For AI data centers requiring tens of billions of dollars in capital expenditure, the decision on which technology path customers adopt may no longer be determined solely by “which GPU is faster.” Those who can simultaneously provide chips, networking, systems, software, construction solutions, along with cheaper and more abundant capital, will be better positioned to secure the next wave of AI infrastructure development.
Thus, the AI computing power war is becoming increasingly like an industrial war.
Competition spreads outward from GPUs—beyond chips lie networks and storage; beyond networks lie cooling and power; beyond power lie natural gas, turbines, land, and capital. Ultimately, everything points to one metric: who can convert one megawatt of electricity into tokens that generate continuous revenue at the lowest time cost.

In conclusion
SemiAnalysis's forecast for SpaceX is undoubtedly very aggressive.
10 GW, a $300 billion ARR, Microsoft’s 3 GW offtake, and over $100 million per MW per year in inference revenue are all based on a series of high-growth assumptions.
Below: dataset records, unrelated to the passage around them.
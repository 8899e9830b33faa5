//! Process lifecycle: states, startup handshake, shutdown escalation.
//!
//! Startup consumes frames until the first `ready` frame, within a bounded
//! window. Everything seen before readiness (the `start` banner, log noise,
//! stray replies) is discarded. Shutdown escalates unconditionally:
//!
//! 1. the caller sends `/quit` and waits `grace` for a voluntary exit,
//! 2. `SIGTERM` (unix) and another `grace`,
//! 3. `SIGKILL` and reap.
//!
//! No step can block indefinitely.

use std::fmt::{Display, Formatter};
use std::time::Duration;

use futures_util::StreamExt;
use tokio::io::AsyncRead;
use tokio::process::Child;
use tokio_util::codec::FramedRead;
use tracing::{debug, info, warn};

use crate::machine::codec::MachineCodec;
use crate::machine::frame::{self, FrameKind};
use crate::{AppError, Result};

/// Observable state of the child process handle.
///
/// A [`MachineClient`](super::MachineClient) only exists once the handshake
/// has succeeded, so [`MachineClient::state`](super::MachineClient::state)
/// starts at `Running`. `NotStarted`, `Starting` and `Ready` are the phases
/// of `connect` itself; they appear in its `DEBUG` logs and never on a live
/// client.
#[derive(Debug, Clone, Copy, PartialEq, Eq, Hash)]
pub enum ProcessState {
    /// Nothing spawned yet.
    NotStarted,
    /// Spawned; waiting for the `ready` frame.
    Starting,
    /// `ready` observed; reader not yet running.
    Ready,
    /// Reader loop running; commands accepted.
    Running,
    /// Shutdown in progress.
    Stopping,
    /// Child gone or client closed.
    Terminated,
}

impl ProcessState {
    /// Whether commands may be sent in this state.
    #[must_use]
    pub fn accepts_commands(self) -> bool {
        matches!(self, Self::Ready | Self::Running)
    }
}

impl Display for ProcessState {
    fn fmt(&self, f: &mut Formatter<'_>) -> std::fmt::Result {
        let name = match self {
            Self::NotStarted => "not started",
            Self::Starting => "starting",
            Self::Ready => "ready",
            Self::Running => "running",
            Self::Stopping => "stopping",
            Self::Terminated => "terminated",
        };
        f.write_str(name)
    }
}

/// Consume frames until a `ready` frame arrives or `timeout` elapses.
///
/// Returns the number of non-ready lines discarded.
///
/// # Errors
///
/// - `AppError::StartupTimeout`: no `ready` frame within `timeout`.
/// - `AppError::ClientClosed`: the stream ended before readiness.
/// - `AppError::Io`: the stream failed.
pub async fn wait_for_ready<R>(
    framed: &mut FramedRead<R, MachineCodec>,
    timeout: Duration,
) -> Result<usize>
where
    R: AsyncRead + Unpin,
{
    let handshake = async {
        let mut discarded = 0usize;
        loop {
            match framed.next().await {
                None => {
                    return Err(AppError::ClientClosed(
                        "process exited before ready signal".into(),
                    ));
                }
                Some(Err(err)) => {
                    return Err(AppError::Io(format!(
                        "failed to read ready signal: {err}"
                    )));
                }
                Some(Ok(line)) => match frame::decode(&line) {
                    Ok(f) if f.kind == FrameKind::Ready => return Ok(discarded),
                    Ok(f) => {
                        discarded += 1;
                        debug!(kind = f.kind.as_str(), "startup: discarding pre-ready frame");
                    }
                    Err(skip) => {
                        discarded += 1;
                        debug!(reason = %skip, "startup: discarding non-frame line");
                    }
                },
            }
        }
    };

    match tokio::time::timeout(timeout, handshake).await {
        Ok(result) => {
            let discarded = result?;
            info!(discarded, "ready signal received");
            Ok(discarded)
        }
        Err(_elapsed) => Err(AppError::StartupTimeout(format!(
            "ready signal not received within {timeout:?}"
        ))),
    }
}

/// How the child ended during [`terminate`].
#[derive(Debug, Clone, Copy, PartialEq, Eq)]
pub enum ExitPath {
    /// Exited on its own within the first grace period.
    Voluntary,
    /// Exited after `SIGTERM`.
    Terminated,
    /// Force-killed.
    Killed,
}

/// Wait for `child` to exit, escalating to `SIGTERM` then `SIGKILL`.
///
/// The caller is expected to have asked the child to quit already.
pub async fn terminate(child: &mut Child, grace: Duration) -> ExitPath {
    let pid = child.id();

    if wait_with_grace(child, grace).await {
        info!(pid, "child exited voluntarily");
        return ExitPath::Voluntary;
    }

    warn!(pid, ?grace, "child still alive after quit, sending SIGTERM");
    send_terminate(child);
    if wait_with_grace(child, grace).await {
        info!(pid, "child exited after SIGTERM");
        return ExitPath::Terminated;
    }

    warn!(pid, "child ignored SIGTERM, killing");
    force_kill(child).await;
    ExitPath::Killed
}

/// Kill `child` immediately and reap it.
pub async fn force_kill(child: &mut Child) {
    if let Err(err) = child.kill().await {
        debug!(%err, "kill failed; child probably already exited");
    }
}

async fn wait_with_grace(child: &mut Child, grace: Duration) -> bool {
    match tokio::time::timeout(grace, child.wait()).await {
        Ok(Ok(status)) => {
            debug!(?status, "child exited");
            true
        }
        Ok(Err(err)) => {
            warn!(%err, "error waiting for child");
            false
        }
        Err(_elapsed) => false,
    }
}

#[cfg(unix)]
fn send_terminate(child: &Child) {
    use nix::sys::signal::{kill, Signal};
    use nix::unistd::Pid;

    let Some(raw) = child.id() else {
        return;
    };
    let Ok(raw) = i32::try_from(raw) else {
        return;
    };
    if let Err(err) = kill(Pid::from_raw(raw), Signal::SIGTERM) {
        debug!(%err, pid = raw, "SIGTERM delivery failed");
    }
}

#[cfg(not(unix))]
fn send_terminate(child: &mut Child) {
    // No graceful signal on this platform; the kill step follows.
    if let Err(err) = child.start_kill() {
        debug!(%err, "start_kill failed");
    }
}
Any one of these factors—such as agent demand, API pricing, GPU utilization, construction speed, power supply, or even financing terms—若低于 expectations, could lead to significant deviations from the model's outcomes.
Therefore, what truly matters in this report is not whether SpaceX will reach 8GW, 10GW, or some other number by the end of 2027, but rather that it reveals a paradigm shift in the ongoing competition for AI infrastructure:
In the past, the market competed for GPUs, then for electricity; but once all the major players are willing to build power plants, sign PPAs, and purchase natural gas and turbines, the hardest resource to acquire will ultimately become "time."
Securing 1 GW of power a year earlier versus receiving the same 1 GW a year later might have merely been a difference in construction timeline in the traditional data center era, but in a world where 1 GW of cutting-edge inference computing power could theoretically generate annual revenues in the hundreds of billions of dollars, it represents entirely different economic value.
This also gives new meaning to the engineering capabilities Musk has repeatedly demonstrated in the past.
If this logic holds, then SpaceX's "10 GW bet" was never really about the 10 GW itself—it was about turning engineering speed into commercial pricing power.
And in this war over time, Musk may just possess the hardest-to-replicate advantage.